Webpack has been the standard to build frontend apps for a while, and it's also widely used in Fable apps. Webpack is extremely reliable and extensible, and it's still a great choice for your web app.

It has a couple of disadvantages however: usually requires a configuration file that can get complicated very quickly and its development server bundles your whole app for every change, which can take a few seconds in large projects.

Vite

A new generation of JS tooling is appearing which follow best practices by default so they require little to no configuration. Moreover, these tools include a development server that doesn't bundle your application, which makes updated much faster as the browser only need to load the modules that have changed. The most prominent examples are Vite and Snowpack.

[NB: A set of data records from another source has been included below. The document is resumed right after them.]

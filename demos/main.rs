//! Command-line demo: builds a synthetic occupancy grid with a wall gap,
//! runs the configured planner end to end, and prints the resulting path.
//!
//! ```bash
//! cargo run --example gridrrt-demo -- --planner rrt_star --sample-points 4000
//! cargo run --example gridrrt-demo -- --config demos/planner.toml
//! ```

use std::path::PathBuf;

use clap::Parser;
use gridrrt::{Grid, PlanError, PlannerConfig, PlannerVariant, Planner};
use tracing_subscriber::EnvFilter;

#[derive(Parser, Debug)]
#[command(about = "Run a sampling-based planner over a synthetic occupancy grid")]
struct Args {
    /// Load the full planner configuration from a TOML file instead of the
    /// flags below (any of `PlannerConfig`'s fields may be set; omitted
    /// fields take their `Default` value, per `#[serde(default)]`).
    #[arg(long)]
    config: Option<PathBuf>,

    #[arg(long, default_value = "rrt_star")]
    planner: String,

    #[arg(long, default_value_t = 4000)]
    sample_points: usize,

    #[arg(long, default_value_t = 5.0)]
    sample_max_d: f64,

    #[arg(long, default_value_t = 10.0)]
    optimization_r: f64,

    #[arg(long, default_value_t = 0)]
    seed: u64,

    #[arg(long, default_value_t = 40)]
    width: usize,

    #[arg(long, default_value_t = 40)]
    height: usize,
}

fn load_config(path: &PathBuf) -> PlannerConfig {
    let text = std::fs::read_to_string(path).unwrap_or_else(|err| {
        eprintln!("failed to read {}: {err}", path.display());
        std::process::exit(1);
    });
    toml::from_str(&text).unwrap_or_else(|err| {
        eprintln!("failed to parse {}: {err}", path.display());
        std::process::exit(1);
    })
}

fn synthetic_grid(width: usize, height: usize) -> Grid {
    let mut costs = vec![0u8; width * height];
    let wall_x = width / 2;
    let gap = height / 2;
    for y in 0..height {
        if y != gap {
            costs[y * width + wall_x] = 255;
        }
    }
    Grid::new(width, height, 1.0, (0.0, 0.0), costs)
}

fn main() {
    tracing_subscriber::fmt()
        .with_env_filter(EnvFilter::try_from_default_env().unwrap_or_else(|_| EnvFilter::new("info")))
        .init();

    let args = Args::parse();

    let config = match &args.config {
        Some(path) => load_config(path),
        None => {
            let planner_name: PlannerVariant = match args.planner.parse() {
                Ok(variant) => variant,
                Err(PlanError::UnknownPlanner(name)) => {
                    eprintln!("unknown planner: {name}");
                    std::process::exit(1);
                }
                Err(err) => {
                    eprintln!("{err}");
                    std::process::exit(1);
                }
            };
            PlannerConfig {
                planner_name,
                sample_points: args.sample_points,
                sample_max_d: args.sample_max_d,
                optimization_r: args.optimization_r,
                seed: args.seed,
                ..Default::default()
            }
        }
    };

    let grid = synthetic_grid(args.width, args.height);
    let planner = match Planner::new(grid, config) {
        Ok(planner) => planner,
        Err(err) => {
            eprintln!("{err}");
            std::process::exit(1);
        }
    };

    let start = (1.5, 1.5);
    let goal = (args.width as f64 - 1.5, args.height as f64 - 1.5);

    match planner.plan(start, goal) {
        Ok(outcome) => {
            println!("found path with {} waypoints, cost {:.2}", outcome.path.len(), outcome.cost);
            for (x, y) in &outcome.path {
                println!("  ({x:.2}, {y:.2})");
            }
        }
        Err(err) => {
            eprintln!("planning failed: {err}");
            if let Some(expansion) = err.expansion() {
                eprintln!("explored {} nodes before giving up", expansion.len());
            }
            std::process::exit(1);
        }
    }
}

We've personally got great results with Vite. It is somewhat opinionated and thanks to this you can get a development server and build tool with zero-config by conforming to a few defaults:

  • Put your static files in the public folder
  • Put your index.html in the app root (usually next to package.json)
  • Add a reference to the entry JS file (relative path is important):
<script type="module" src="./build/client/App.js"></script>

With this you only need to install Vite and run the commands for starting the development server or bundling for production as needed.

npm i -D vite
npx vite --open     # Start dev server and open browser
npx vite build      # Build your site for production

That's it, now you have an extremely fast development server and an optimized build with zero config (built files will be put in dist folder by default). If you need to edit some settings, you can still use a config file or the CLI options (check them with npx vite --help).

Elmish and Local HMR

Lit.Elmish is compatible with Elmish HMR (use Fable.Elmish.HMR >= 4.3 for Vite support).

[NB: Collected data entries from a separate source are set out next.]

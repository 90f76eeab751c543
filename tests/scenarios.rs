//! Named scenarios (§8) exercising each planner variant end to end.

use gridrrt::grid::dist;
use gridrrt::{Grid, PlanError, PlannerConfig, PlannerVariant, Planner};

fn empty_grid(nx: usize, ny: usize) -> Grid {
    Grid::new(nx, ny, 1.0, (0.0, 0.0), vec![0u8; nx * ny])
}

fn config(planner_name: PlannerVariant, sample_points: usize, seed: u64) -> PlannerConfig {
    PlannerConfig {
        planner_name,
        sample_points,
        seed,
        ..Default::default()
    }
}

#[test]
fn s1_rrt_on_empty_grid() {
    let grid = empty_grid(20, 20);
    let planner = Planner::new(grid, config(PlannerVariant::Rrt, 2000, 42)).unwrap();
    let outcome = planner.plan((1.5, 1.5), (18.5, 18.5)).unwrap();
    assert!((6..=40).contains(&outcome.path.len()));
    for &(x, y) in &outcome.path {
        let (cx, cy) = planner.world_to_map(x, y).unwrap();
        assert!(!planner.cost_grid().is_lethal(cx, cy));
    }
}

#[test]
fn s2_rrt_star_respects_cost_bound() {
    let grid = empty_grid(20, 20);
    let cfg = PlannerConfig {
        optimization_r: 5.0,
        ..config(PlannerVariant::RrtStar, 2000, 42)
    };
    let planner = Planner::new(grid, cfg).unwrap();
    let outcome = planner.plan((1.5, 1.5), (18.5, 18.5)).unwrap();
    let bound = 1.2 * dist((1.0, 1.0), (18.0, 18.0));
    assert!(outcome.cost <= bound, "cost {} exceeds bound {bound}", outcome.cost);
}

fn walled_grid() -> Grid {
    let mut grid = empty_grid(20, 20);
    for y in 0..15 {
        grid.set_cost(10, y, 255);
    }
    grid
}

#[test]
fn s3_rrt_connect_routes_around_the_wall() {
    let grid = walled_grid();
    let planner = Planner::new(grid, config(PlannerVariant::RrtConnect, 4000, 7)).unwrap();
    let outcome = planner.plan((2.5, 10.5), (18.5, 10.5)).unwrap();
    assert!(outcome.path.iter().any(|&(_, y)| y > 15.0));
}

#[test]
fn s4_informed_rrt_converges_near_homotopic_optimum() {
    let grid = walled_grid();
    let cfg = config(PlannerVariant::InformedRrt, 5000, 7);
    let planner = Planner::new(grid, cfg).unwrap();
    let outcome = planner.plan((2.5, 10.5), (18.5, 10.5)).unwrap();
    // Shortest homotopic route: across to x=10 above the wall gap, then down.
    let shortest = dist((2.5, 10.5), (10.5, 15.5)) + dist((10.5, 15.5), (18.5, 10.5));
    assert!(outcome.cost <= 1.1 * shortest, "cost {} vs shortest {shortest}", outcome.cost);
}

#[test]
fn s5_start_off_grid_is_rejected() {
    let grid = empty_grid(20, 20);
    let planner = Planner::new(grid, config(PlannerVariant::Rrt, 100, 1)).unwrap();
    let err = planner.plan((-1.0, -1.0), (18.5, 18.5)).unwrap_err();
    assert!(matches!(err, PlanError::StartOffGrid));
}

#[test]
fn s6_quick_informed_rewire_thread_count_does_not_change_cost() {
    let mut grid = empty_grid(50, 50);
    for d in 0..50 {
        if d != 25 && d != 26 {
            grid.set_cost(d, d, 255);
            if d + 1 < 50 {
                grid.set_cost(d + 1, d, 255);
            }
        }
    }
    let baseline = {
        let cfg = PlannerConfig {
            rewire_threads_num: 1,
            ..config(PlannerVariant::QuickInformedRrt, 3000, 99)
        };
        Planner::new(grid.clone(), cfg)
            .unwrap()
            .plan((0.5, 0.5), (49.5, 49.5))
            .unwrap()
            .cost
    };
    let cfg = PlannerConfig {
        rewire_threads_num: 4,
        ..config(PlannerVariant::QuickInformedRrt, 3000, 99)
    };
    let four_threads = Planner::new(grid, cfg)
        .unwrap()
        .plan((0.5, 0.5), (49.5, 49.5))
        .unwrap()
        .cost;
    assert!((baseline - four_threads).abs() < 1e-6, "{baseline} vs {four_threads}");
}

Fable.Lit also provides some code helpers to enable HMR support for local component hooks, like useState or useElmish (only compatible with Vite at the time of writing). To this effect, the first thing you need to do is to instantiate a private HMR token at the top of each file containing Fable.Lit components:

open Lit

let private hmr = HMR.createToken()

Now pass the HMR token to each component you want to enable HMR for with the useHmr hook.

[<HookComponent>]
let MyComponent() =
    Hook.useHmr(hmr)
    ..

This is a bit of a set up but it will enable a blazing fast feedback loop that is extremely valuable when you're making small UI adjustments. Also, when compiling in Release mode the HMR helpers will automatically be removed, so you don't need to worry about disabling them manually.


If for some reason you are getting unexpected behavior with HMR, you can disable it and force a full refresh by passing false when creating the HMR token in a specific module.